Outre l’indice VIX standard, Cboe propose plusieurs autres variantes pour mesurer la volatilité générale du marché. Parmi les autres indices similaires, citons l’indice de volatilité à court terme de Cboe (VXSTSM) – qui reflète la volatilité attendue sur 9 jours de l’indice S&P 500, l’indice de volatilité sur 3 mois de Cboe S&P 500 (VXVSM) et l’indice de volatilité sur 6 mois de Cboe S&P 500 (VXMTSM).
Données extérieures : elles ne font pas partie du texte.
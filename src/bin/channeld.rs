//! Channel server binary.
//!
//! Usage: `channeld [config.toml]`. With no argument the configuration
//! comes from defaults plus `FRONTIER_*` environment variables.

use std::sync::Arc;

use frontier_protocol::config::NetworkConfig;
use frontier_protocol::server::ChannelServer;
use frontier_protocol::utils::logging;
use frontier_protocol::Result;

#[tokio::main]
async fn main() -> Result<()> {
    let config = match std::env::args().nth(1) {
        Some(path) => NetworkConfig::from_file(path)?,
        None => NetworkConfig::from_env()?,
    };

    logging::init(&config.logging)?;
    config.validate_strict()?;

    let server = Arc::new(ChannelServer::new(config));
    server.run().await
}
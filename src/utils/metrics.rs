//! Observability counters.
//!
//! Uses atomic counters for thread-safe collection; one instance is
//! shared by a server and all of its connection workers.

use std::sync::atomic::{AtomicU64, Ordering};
use std::time::Instant;
use tracing::info;

/// Counters for one running server.
#[derive(Debug)]
pub struct Metrics {
    /// Total connections accepted
    pub connections_total: AtomicU64,
    /// Currently active connections
    pub connections_active: AtomicU64,
    /// Total packets read from clients
    pub packets_received: AtomicU64,
    /// Total packets queued to clients
    pub packets_sent: AtomicU64,
    /// Total decrypted payload bytes read
    pub bytes_received: AtomicU64,
    /// Total payload bytes queued for send
    pub bytes_sent: AtomicU64,
    /// Payloads whose checksums disagreed with their header
    pub checksum_failures: AtomicU64,
    /// Desynchronized payloads recovered by the override-key brute force
    pub bruteforce_recoveries: AtomicU64,
    /// Stage broadcast fan-outs performed
    pub broadcasts_total: AtomicU64,
    /// Broadcast packets dropped by full send queues
    pub broadcast_drops: AtomicU64,
    /// Start time for uptime calculation
    start_time: Instant,
}

impl Default for Metrics {
    fn default() -> Self {
        Self::new()
    }
}

impl Metrics {
    pub fn new() -> Self {
        Self {
            connections_total: AtomicU64::new(0),
            connections_active: AtomicU64::new(0),
            packets_received: AtomicU64::new(0),
            packets_sent: AtomicU64::new(0),
            bytes_received: AtomicU64::new(0),
            bytes_sent: AtomicU64::new(0),
            checksum_failures: AtomicU64::new(0),
            bruteforce_recoveries: AtomicU64::new(0),
            broadcasts_total: AtomicU64::new(0),
            broadcast_drops: AtomicU64::new(0),
            start_time: Instant::now(),
        }
    }

    pub fn connection_opened(&self) {
        self.connections_total.fetch_add(1, Ordering::Relaxed);
        self.connections_active.fetch_add(1, Ordering::Relaxed);
    }

    pub fn connection_closed(&self) {
        self.connections_active.fetch_sub(1, Ordering::Relaxed);
    }

    pub fn packet_received(&self, payload_len: usize) {
        self.packets_received.fetch_add(1, Ordering::Relaxed);
        self.bytes_received
            .fetch_add(payload_len as u64, Ordering::Relaxed);
    }

    pub fn packet_sent(&self, payload_len: usize) {
        self.packets_sent.fetch_add(1, Ordering::Relaxed);
        self.bytes_sent
            .fetch_add(payload_len as u64, Ordering::Relaxed);
    }

    pub fn uptime_secs(&self) -> u64 {
        self.start_time.elapsed().as_secs()
    }

    /// Log a one-line summary of every counter.
    pub fn log_summary(&self) {
        info!(
            uptime_secs = self.uptime_secs(),
            connections_total = self.connections_total.load(Ordering::Relaxed),
            connections_active = self.connections_active.load(Ordering::Relaxed),
            packets_received = self.packets_received.load(Ordering::Relaxed),
            packets_sent = self.packets_sent.load(Ordering::Relaxed),
            bytes_received = self.bytes_received.load(Ordering::Relaxed),
            bytes_sent = self.bytes_sent.load(Ordering::Relaxed),
            checksum_failures = self.checksum_failures.load(Ordering::Relaxed),
            bruteforce_recoveries = self.bruteforce_recoveries.load(Ordering::Relaxed),
            broadcasts_total = self.broadcasts_total.load(Ordering::Relaxed),
            broadcast_drops = self.broadcast_drops.load(Ordering::Relaxed),
            "server metrics"
        );
    }
}
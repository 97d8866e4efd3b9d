//! Encrypted two-way connection handling.

use bytes::Bytes;
use futures::stream::{SplitSink, SplitStream};
use futures::{SinkExt, StreamExt};
use tokio::io::{AsyncRead, AsyncReadExt, AsyncWrite, AsyncWriteExt};
use tokio_util::codec::Framed;
use tracing::debug;

use crate::core::codec::CryptCodec;
use crate::error::{constants, ProtocolError, Result};

/// Length of the one-time null buffer a client sends after connecting.
pub const NULL_INIT_LEN: usize = 8;

/// An encrypted two-way connection. Handles encryption, decryption, and
/// key rotation behind `read_packet`/`send_packet`.
pub struct CryptConn<T> {
    framed: Framed<T, CryptCodec>,
}

impl<T: AsyncRead + AsyncWrite + Unpin> CryptConn<T> {
    /// Wrap an already-initialized stream with fresh key state.
    pub fn new(stream: T) -> Self {
        Self::with_codec(stream, CryptCodec::new())
    }

    /// Wrap a stream with an explicitly constructed codec.
    pub fn with_codec(stream: T, codec: CryptCodec) -> Self {
        Self {
            framed: Framed::new(stream, codec),
        }
    }

    /// Server side: read and discard the client's 8-byte null init, then
    /// wrap the stream. A short read aborts the connection.
    pub async fn accept(stream: T) -> Result<Self> {
        Self::accept_with(stream, CryptCodec::new()).await
    }

    /// [`CryptConn::accept`] with an explicitly constructed codec.
    pub async fn accept_with(mut stream: T, codec: CryptCodec) -> Result<Self> {
        let mut null_init = [0u8; NULL_INIT_LEN];
        stream
            .read_exact(&mut null_init)
            .await
            .map_err(|_| ProtocolError::HandshakeError(constants::ERR_NULL_INIT))?;
        debug!("read null init");
        Ok(Self::with_codec(stream, codec))
    }

    /// Client side: send the 8-byte null init, then wrap the stream.
    /// Used by tooling and tests standing in for the real client.
    pub async fn connect(mut stream: T) -> Result<Self> {
        stream.write_all(&[0u8; NULL_INIT_LEN]).await?;
        Ok(Self::new(stream))
    }

    /// Read the next packet and return the decrypted payload.
    pub async fn read_packet(&mut self) -> Result<Bytes> {
        match self.framed.next().await {
            Some(frame) => frame,
            None => Err(ProtocolError::ConnectionClosed),
        }
    }

    /// Encrypt and send one packet.
    pub async fn send_packet(&mut self, data: Bytes) -> Result<()> {
        self.framed.send(data).await
    }

    /// Split into independently owned read and write halves so a single
    /// writer task can serialize all socket writes while the read loop
    /// blocks on the next frame.
    pub fn split(self) -> (CryptReadHalf<T>, CryptWriteHalf<T>) {
        let (sink, stream) = self.framed.split();
        (
            CryptReadHalf { inner: stream },
            CryptWriteHalf { inner: sink },
        )
    }
}

/// Read half of a split [`CryptConn`].
pub struct CryptReadHalf<T> {
    inner: SplitStream<Framed<T, CryptCodec>>,
}

impl<T: AsyncRead + AsyncWrite + Unpin> CryptReadHalf<T> {
    /// Read the next packet and return the decrypted payload.
    pub async fn read_packet(&mut self) -> Result<Bytes> {
        match self.inner.next().await {
            Some(frame) => frame,
            None => Err(ProtocolError::ConnectionClosed),
        }
    }
}

/// Write half of a split [`CryptConn`].
pub struct CryptWriteHalf<T> {
    inner: SplitSink<Framed<T, CryptCodec>, Bytes>,
}

impl<T: AsyncRead + AsyncWrite + Unpin> CryptWriteHalf<T> {
    /// Encrypt and send one packet.
    pub async fn send_packet(&mut self, data: Bytes) -> Result<()> {
        self.inner.send(data).await
    }
}

#[cfg(test)]
mod tests {
    use super::*;

    #[tokio::test]
    async fn accept_discards_null_init_then_reads_frames() {
        let (client_io, server_io) = tokio::io::duplex(4096);

        let server = tokio::spawn(async move {
            let mut conn = CryptConn::accept(server_io).await.expect("null init");
            conn.read_packet().await.expect("first packet")
        });

        let mut client = CryptConn::connect(client_io).await.expect("connect");
        client
            .send_packet(Bytes::from_static(b"hello"))
            .await
            .expect("send");

        let payload = server.await.expect("join");
        assert_eq!(&payload[..], b"hello");
    }

    #[tokio::test]
    async fn accept_fails_on_short_null_init() {
        let (mut client_io, server_io) = tokio::io::duplex(64);

        tokio::spawn(async move {
            use tokio::io::AsyncWriteExt;
            let _ = client_io.write_all(&[0u8; 3]).await;
            client_io.shutdown().await.expect("shutdown");
        });

        let err = CryptConn::accept(server_io).await.err().expect("aborts");
        assert!(matches!(err, ProtocolError::HandshakeError(_)));
    }

    #[tokio::test]
    async fn split_halves_read_and_write_independently() {
        let (client_io, server_io) = tokio::io::duplex(4096);

        let client = CryptConn::connect(client_io).await.expect("connect");
        let (mut client_read, mut client_write) = client.split();

        let server = tokio::spawn(async move {
            let conn = CryptConn::accept(server_io).await.expect("accept");
            let (mut read, mut write) = conn.split();
            let pkt = read.read_packet().await.expect("request");
            write.send_packet(pkt).await.expect("echo");
        });

        client_write
            .send_packet(Bytes::from_static(b"ping"))
            .await
            .expect("send");
        let echoed = client_read.read_packet().await.expect("echo");
        assert_eq!(&echoed[..], b"ping");

        server.await.expect("join");
    }

    #[tokio::test]
    async fn clean_eof_reports_connection_closed() {
        let (client_io, server_io) = tokio::io::duplex(64);

        let mut conn = CryptConn::new(server_io);
        drop(client_io);

        let err = conn.read_packet().await.err().expect("closed");
        assert!(matches!(err, ProtocolError::ConnectionClosed));
    }
}
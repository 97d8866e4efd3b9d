//! Crypt packet header codec.
//!
//! Parses and builds the fixed 14-byte header that precedes every
//! ciphertext payload. Field order, widths, and big-endian byte order are
//! dictated by the client binary and must not change. No field *values*
//! are validated here (`data_size` in particular): that is the caller's
//! responsibility.

use crate::core::crypto::Checksums;
use crate::error::{constants, ProtocolError, Result};

/// Byte length of an encrypted packet header.
pub const CRYPT_HEADER_LEN: usize = 14;

/// Parsed form of an encrypted packet header.
#[derive(Debug, Clone, Copy, PartialEq, Eq, Default)]
pub struct CryptHeader {
    /// Packs the ciphertext length's high bits with a fixed flag pattern.
    pub pf0: u8,
    /// Multiplier applied to the rolling key for this packet; 0 means "do not rotate".
    pub key_rot_delta: u8,
    /// Low 16 bits of the sender's running packet counter.
    pub packet_num: u16,
    /// Ciphertext length in bytes; must equal the number of bytes that follow.
    pub data_size: u16,
    /// Combined checksum of the previous packet sent in this direction.
    pub prev_packet_combined_check: u16,
    pub check0: u16,
    pub check1: u16,
    pub check2: u16,
}

impl CryptHeader {
    /// Parse raw bytes into a `CryptHeader`.
    ///
    /// # Errors
    /// Returns `ProtocolError::MalformedHeader` unless `data` is exactly
    /// [`CRYPT_HEADER_LEN`] bytes.
    pub fn decode(data: &[u8]) -> Result<Self> {
        if data.len() != CRYPT_HEADER_LEN {
            return Err(ProtocolError::MalformedHeader(constants::ERR_SHORT_HEADER));
        }

        Ok(Self {
            pf0: data[0],
            key_rot_delta: data[1],
            packet_num: u16::from_be_bytes([data[2], data[3]]),
            data_size: u16::from_be_bytes([data[4], data[5]]),
            prev_packet_combined_check: u16::from_be_bytes([data[6], data[7]]),
            check0: u16::from_be_bytes([data[8], data[9]]),
            check1: u16::from_be_bytes([data[10], data[11]]),
            check2: u16::from_be_bytes([data[12], data[13]]),
        })
    }

    /// Encode the header into raw bytes.
    pub fn encode(&self) -> [u8; CRYPT_HEADER_LEN] {
        let mut out = [0u8; CRYPT_HEADER_LEN];
        out[0] = self.pf0;
        out[1] = self.key_rot_delta;
        out[2..4].copy_from_slice(&self.packet_num.to_be_bytes());
        out[4..6].copy_from_slice(&self.data_size.to_be_bytes());
        out[6..8].copy_from_slice(&self.prev_packet_combined_check.to_be_bytes());
        out[8..10].copy_from_slice(&self.check0.to_be_bytes());
        out[10..12].copy_from_slice(&self.check1.to_be_bytes());
        out[12..14].copy_from_slice(&self.check2.to_be_bytes());
        out
    }

    /// Pack a ciphertext length into the `pf0` flag byte.
    pub fn pack_pf0(ciphertext_len: usize) -> u8 {
        (((ciphertext_len >> 12) & 0xF3) | 3) as u8
    }

    /// Whether the three payload checksums in this header agree with `checks`.
    pub fn matches(&self, checks: &Checksums) -> bool {
        self.check0 == checks.check0
            && self.check1 == checks.check1
            && self.check2 == checks.check2
    }
}
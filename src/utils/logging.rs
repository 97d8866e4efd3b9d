//! Structured logging setup.
//!
//! Installs the global `tracing` subscriber from [`LoggingConfig`].
//! `RUST_LOG` takes precedence over the configured level/filter so a
//! deployment can be re-leveled without editing its config file.

use tracing_subscriber::EnvFilter;

use crate::config::LoggingConfig;
use crate::error::{ProtocolError, Result};

/// Install the global subscriber. Errors if one is already set.
pub fn init(config: &LoggingConfig) -> Result<()> {
    let filter = EnvFilter::try_from_default_env().unwrap_or_else(|_| {
        match &config.filter {
            Some(directives) => EnvFilter::new(directives),
            None => EnvFilter::new(config.level.to_string().to_lowercase()),
        }
    });

    tracing_subscriber::fmt()
        .with_env_filter(filter)
        .with_target(true)
        .try_init()
        .map_err(|e| ProtocolError::ConfigError(format!("failed to install subscriber: {e}")))
}

/// Best-effort init for tests and tools; ignores an existing subscriber.
pub fn init_for_tests() {
    let _ = tracing_subscriber::fmt()
        .with_env_filter(EnvFilter::new("debug"))
        .with_test_writer()
        .try_init();
}
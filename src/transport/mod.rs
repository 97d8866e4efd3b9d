//! # Transport
//!
//! One [`conn::CryptConn`] per accepted TCP client. The connection owns
//! the framed crypt codec and exposes only `read_packet`/`send_packet`;
//! front-ends never touch key state, headers, or checksums directly.
//!
//! Clients initialize a connection by sending 8 zero bytes; the server
//! reads and discards them before the first encrypted frame. There is no
//! further handshake and no key agreement: both sides start from the
//! fixed key seed, and a reconnecting client always starts over.

pub mod conn;

pub use conn::{CryptConn, CryptReadHalf, CryptWriteHalf, NULL_INIT_LEN};
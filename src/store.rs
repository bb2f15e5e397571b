use crate::errors::AppResult;
use crate::models::{Record, RecordFilter, RecordKey};

/// Paged, newest-first access to the record store. Calls may block on I/O and
/// are only ever made from the coordinator's worker lane.
pub trait RecordStore: Send + Sync {
    /// Number of records matching `filter`.
    fn count(&self, filter: &RecordFilter) -> AppResult<usize>;

    /// Up to `limit` records starting at `offset`, by key descending. Fewer
    /// than `limit` means the end of the data was reached.
    fn load_page(&self, limit: usize, offset: usize, filter: &RecordFilter) -> AppResult<Vec<Record>>;

    /// Fails with `NotFound` when no record has `key`.
    fn delete(&self, key: &RecordKey) -> AppResult<()>;
}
Les produits basés sur d’autres indices de marché comprennent l’indice de volatilité Nasdaq-100 (VXNSM), l’indice de volatilité DJIA de l’OCEP (VXDSM) et l’indice de volatilité Russell 2000 de l’OCEP (RVXSM).1 Les options et les contrats à terme basés sur le RVXSM peuvent être négociés sur les plateformes de l’OCEP et de la CFE, respectivement.

Comme pour tous les indices, il n’est pas possible d’acheter directement le VIX. Les investisseurs peuvent plutôt prendre position sur le VIX par le biais de contrats à terme ou d’options, ou par le biais de produits négociés en bourse (ETP) basés sur le VIX. Par exemple, le FNB ProShares VIX Short Term Futures (VIXY), le FNB iPath Series B S&P 500 VIX Short Term Futures (VXXB) et le FNB VelocityShares Daily Long VIX Short-Term (VIIX) sont de nombreuses offres de ce type qui suivent certains indices VIX-variants et prennent des positions sur des contrats à terme liés.

Les traders actifs qui emploient leurs propres stratégies de négociation ainsi que des algorithmes avancés utilisent les valeurs du VIX pour fixer le prix des produits dérivés qui sont basés sur des actions à bêta élevé. Le bêta représente l’écart entre le prix d’une action donnée et l’évolution d’un indice de marché plus large. Par exemple, une action ayant un bêta de +1,5 indique qu’elle est théoriquement 50 % plus volatile que le marché. Les opérateurs qui parient sur des options sur des actions ayant un bêta aussi élevé utilisent les valeurs de volatilité du VIX dans des proportions appropriées pour fixer correctement le prix de leurs opérations sur options.